Spinal PKMζ contributes to capsaicin-induced sensitization of WDR neurons

We also show that spinally-administered ZIP, but not scr-ZIP, when given 90 min after hind paw capsaicin, reversed the sensitization of spinal wide-dynamic-range (WDR) neurons to mechanical stimulation (Figure 3a,c-e). Importantly, ZIP had no effect on a WDR neuron that was not sensitized by capsaicin (Figure 3b), or when given after hind paw vehicle injection which does not sensitize WDR neurons (Figure 3f-h), indicating that ZIP reverses spinal sensitization, but does not simply suppress all stimulation-evoked activity. Although overall background activity of WDR neurons was increased by hind paw capsaicin injection, we did not see an increase in the evoked responses to noxious heat (Figure 3i). Furthermore, ZIP failed to reduce the significant capsaicin-induced increase in background activity of WDR neurons (Figure 3j).
Figure 3
Figure 3

Effects of PKMζ inhibition on capsaicin-induced sensitization of spinal WDR neurons. (a,b) Spike rate (spikes/sec) of evoked responses of 2 WDR neurons to von Frey filaments pre- and post-capsaicin. ZIP (90 min post-capsaicin) reduced the capsaicin-induced sensitization of mechanically-evoked responses of the neuron in (a). The neuron in (b) was not sensitized by capsaicin, and ZIP did not reduce evoked responses to the mechanical stimuli. (c-e) Mechanically-evoked WDR neuron responses to 1 (c), 5 (d) or 20 (e) g stimuli pre- and post-capsaicin (% of baseline action potentials evoked/20 s). ZIP, but not scr-ZIP (n = 6, 5, respectively), significantly reversed capsaicin-enhanced evoked responses to 5-20 g stimuli at 30-60 min post-drug (*P < 0.05). (f-h) Mechanically-evoked WDR neuron responses to 1 (f), 5 (g) or 20 (h) g stimuli pre- (baseline, BL) and post-vehicle (before (Veh) and after ZIP (30-60 min) applied 90 min post-vehicle) (n = 5). Neither vehicle, nor i.t. ZIP, significantly affected evoked responses of WDR neurons. i) Background activity and evoked responses to heat pre- and post-capsaicin. Although capsaicin significantly increased the background activity of WDR neurons (** P < 0.01 from Pre-capsaicin), it failed to increase their heat-evoked responses (P > 0.05, n = 8). j) Background activity of WDR neurons pre- (baseline, BL) and post-capsaicin (before (Cap) and after ZIP (30-60 min) applied 90 min post-capsaicin, n = 6). Capsaicin significantly increased background activity (*P < 0.05), and ZIP failed to significantly reduce the capsaicin-induced increase in the background activity of WDR neurons (P > 0.05).

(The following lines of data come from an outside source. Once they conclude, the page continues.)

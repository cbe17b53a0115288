//! Facility directory - where escalation tiers and responder rosters come from.
//!
//! The directory is an external collaborator; `StaticDirectory` serves it
//! from the `[[facilities]]` config section.

use crate::config::{build_tiers, Config, FacilityConfig, TierConfig};
use async_trait::async_trait;
use serde::{Deserialize, Serialize};
use std::collections::{BTreeMap, BTreeSet, HashMap};
use tracing::warn;
use vigil_shared::{Alert, ChannelKind, EscalationTiers, Result};

/// Someone who can be notified over asynchronous channels
#[derive(Debug, Clone, PartialEq, Eq, Serialize, Deserialize)]
pub struct Responder {
    pub id: String,
    pub channels: Vec<ChannelKind>,
}

#[async_trait]
pub trait FacilityDirectory: Send + Sync {
    /// Tier configuration for a new alert; read once at creation
    async fn escalation_tiers(&self, facility_id: &str, alert_type: &str) -> Result<EscalationTiers>;

    /// Responders holding any of `roles` in the facility, ordered by id
    async fn responders(&self, facility_id: &str, roles: &BTreeSet<String>) -> Result<Vec<Responder>>;
}

/// Directory served from configuration
pub struct StaticDirectory {
    facilities: HashMap<String, FacilityConfig>,
    default_tiers: Vec<TierConfig>,
}

impl StaticDirectory {
    pub fn new(facilities: Vec<FacilityConfig>, default_tiers: Vec<TierConfig>) -> Self {
        Self {
            facilities: facilities.into_iter().map(|f| (f.id.clone(), f)).collect(),
            default_tiers,
        }
    }

    pub fn from_config(config: &Config) -> Self {
        Self::new(
            config.facilities.clone(),
            config.escalation.default_tiers.clone(),
        )
    }
}

#[async_trait]
impl FacilityDirectory for StaticDirectory {
    async fn escalation_tiers(&self, facility_id: &str, _alert_type: &str) -> Result<EscalationTiers> {
        let tiers = match self.facilities.get(facility_id) {
            Some(facility) if !facility.tiers.is_empty() => &facility.tiers,
            _ => &self.default_tiers,
        };
        build_tiers(tiers)
    }

    async fn responders(&self, facility_id: &str, roles: &BTreeSet<String>) -> Result<Vec<Responder>> {
        let Some(facility) = self.facilities.get(facility_id) else {
            return Ok(vec![]);
        };

        let mut by_id: BTreeMap<String, BTreeSet<ChannelKind>> = BTreeMap::new();
        for responder in &facility.responders {
            if responder.roles.iter().any(|r| roles.contains(r)) {
                by_id
                    .entry(responder.id.clone())
                    .or_default()
                    .extend(responder.channels.iter().copied().filter(|c| c.is_async()));
            }
        }

        Ok(by_id
            .into_iter()
            .map(|(id, channels)| Responder {
                id,
                channels: channels.into_iter().collect(),
            })
            .collect())
    }
}

/// Recipient list for one tier of one alert.
///
/// Computed once per tier transition and reused for every later event of the
/// same tier, so routing does not drift mid-tier.
#[derive(Debug, Clone, Default, PartialEq)]
pub struct Recipients {
    pub tier: u32,
    /// Roles targeted by the current tier
    pub roles: BTreeSet<String>,
    /// Roles whose subscribers see the alert's events: every tier reached so far
    pub audience: BTreeSet<String>,
    pub responders: Vec<Responder>,
}

impl Recipients {
    /// Resolve recipients for the alert's current tier. A directory failure
    /// degrades to role-only routing rather than blocking the transition.
    pub async fn resolve(directory: &dyn FacilityDirectory, alert: &Alert) -> Self {
        let roles = alert.tiers.roles(alert.current_tier);
        let responders = match directory.responders(&alert.facility_id, &roles).await {
            Ok(responders) => responders,
            Err(e) => {
                warn!(
                    alert_id = %alert.id,
                    tier = alert.current_tier,
                    "Responder lookup failed, notifying subscribers only: {}",
                    e
                );
                vec![]
            }
        };
        Self {
            tier: alert.current_tier,
            roles,
            audience: alert.tiers.roles_through(alert.current_tier),
            responders,
        }
    }
}

/// Directory that always fails, for exercising degraded paths
#[cfg(test)]
pub struct UnavailableDirectory;

#[cfg(test)]
#[async_trait]
impl FacilityDirectory for UnavailableDirectory {
    async fn escalation_tiers(&self, _: &str, _: &str) -> Result<EscalationTiers> {
        Err(vigil_shared::VigilError::Internal("directory unavailable".to_string()))
    }

    async fn responders(&self, _: &str, _: &BTreeSet<String>) -> Result<Vec<Responder>> {
        Err(vigil_shared::VigilError::Internal("directory unavailable".to_string()))
    }
}

#[cfg(test)]
mod tests {
    use super::*;
    use crate::config::ResponderConfig;

    fn directory() -> StaticDirectory {
        StaticDirectory::new(
            vec![FacilityConfig {
                id: "north".to_string(),
                tiers: vec![TierConfig {
                    roles: vec!["nurse".to_string()],
                    timeout_secs: 30,
                }],
                responders: vec![
                    ResponderConfig {
                        id: "carol".to_string(),
                        roles: vec!["nurse".to_string(), "physician".to_string()],
                        channels: vec![ChannelKind::Sms, ChannelKind::Realtime],
                    },
                    ResponderConfig {
                        id: "alice".to_string(),
                        roles: vec!["nurse".to_string()],
                        channels: vec![ChannelKind::Push],
                    },
                    ResponderConfig {
                        id: "dave".to_string(),
                        roles: vec!["porter".to_string()],
                        channels: vec![ChannelKind::Email],
                    },
                ],
            }],
            Config::default().escalation.default_tiers,
        )
    }

    fn roles(list: &[&str]) -> BTreeSet<String> {
        list.iter().map(|s| s.to_string()).collect()
    }

    #[tokio::test]
    async fn test_facility_tiers_override_defaults() {
        let dir = directory();
        assert_eq!(dir.escalation_tiers("north", "fall").await.unwrap().max_tier(), 1);
        assert_eq!(dir.escalation_tiers("south", "fall").await.unwrap().max_tier(), 3);
    }

    #[tokio::test]
    async fn test_responders_filtered_by_role_and_sorted() {
        let dir = directory();
        let found = dir.responders("north", &roles(&["nurse"])).await.unwrap();
        let ids: Vec<_> = found.iter().map(|r| r.id.as_str()).collect();
        assert_eq!(ids, vec!["alice", "carol"]);
        // realtime is not an asynchronous channel
        assert_eq!(found[1].channels, vec![ChannelKind::Sms]);
        assert!(dir.responders("south", &roles(&["nurse"])).await.unwrap().is_empty());
    }

    #[tokio::test]
    async fn test_recipients_degrade_when_directory_fails() {
        let tiers = EscalationTiers::from_timeouts(&[(vec!["nurse"], 60)]).unwrap();
        let alert = Alert::new(
            vigil_shared::CreateAlertRequest {
                facility_id: "north".to_string(),
                location: "bed 1".to_string(),
                alert_type: "fall".to_string(),
                urgency: 2,
                description: String::new(),
                created_by: "x".to_string(),
            },
            tiers,
            chrono::Utc::now(),
        );
        let recipients = Recipients::resolve(&UnavailableDirectory, &alert).await;
        assert_eq!(recipients.tier, 1);
        assert!(recipients.roles.contains("nurse"));
        assert!(recipients.responders.is_empty());
    }
}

Spinal PKMζ is upregulated and contributes to pain hypersensitivity after spinal stimulation

We next examined whether i.t. ZIP affected persistent pain hypersensitivity induced by direct activation of spinal neurons with the metabotropic glutamate receptor agonist dihydroxyphenylglycine (DHPG). We have previously shown that i.t. DHPG produces acute pain (~60 min), followed by persistent mechanical allodynia [31]. Here we show i.t. DHPG sensitized a spinal WDR neuron to mechanical stimuli (Figure 4a), and increased PKMζ, but not PKCζ or PKCι/λ, in SCDH at 2-24 h (Figure 4b,c). Furthermore, mechanical allodynia induced 24-72 h after 10 nmoles of i.t. DHPG was reversed by i.t. ZIP, but not scr-ZIP, given 20 min before the 24 h test (Figure 4d). Once again these effects could not be replicated by inhibition of spinal full-length PKCs (Figure 4e), stressing the specific role of PKMζ in sustaining spinal plasticity; this time after direct spinal stimulation.
Figure 4
Figure 4

SCDH atypical PKC expression, and effects of PKMζ/PKC inhibition on spinal DHPG-induced allodynia. (a) Spike rate (spikes/sec) of evoked responses of a WDR neuron to 20 and 50 g von Frey filaments before and 5 or 25 min after DHPG. Note the increased evoked responses to both mechanical stimuli, and the prolonged after-discharges to the 50 g stimulus, both 5 and 25 min post-DHPG. Scale bar (20 sec). (b) Western blots and (c) histograms of % change in atypical PKC levels compared to vehicle illustrating that i.t. DHPG significantly increased PKMζ (n = 12), but not PKCζ (n = 12) or PKCι/λ (n = 8) in SCDH (vehicle, n = 11), 2 and 24 h post-DHPG combined (*P < 0.05). (d,e) Pre- and post-DHPG paw withdrawal thresholds (PWTs, g) for rats given i.t. ZIP or scr-ZIP (d), i.t. NPC-15437 or vehicle (e), 30 min prior to testing at 24 h post-DHPG, with additional testing 48 h post-drug. ZIP (*P < 0.05), but not scr-ZIP or NPC-15437, reversed DHPG-induced mechanical allodynia at both time-points (n = 5 for each drug). f) Pre-drug (base) and post-drug PWTs of CCI rats (n = 8), early CPIP rats (n = 9) and late CPIP rats treated with i.t. ZIP (n = 7), or late CPIP rats treated with i.t. scr-ZIP (n = 8). ZIP, but not scr-ZIP, reversed allodynia in late CPIP rats, while ZIP had no effects in CCI or early CPIP rats (* P < 0.01; ** P < 0.001 from scr-ZIP; † P < 0.05; †† P < 0.01 from pre-drug baseline).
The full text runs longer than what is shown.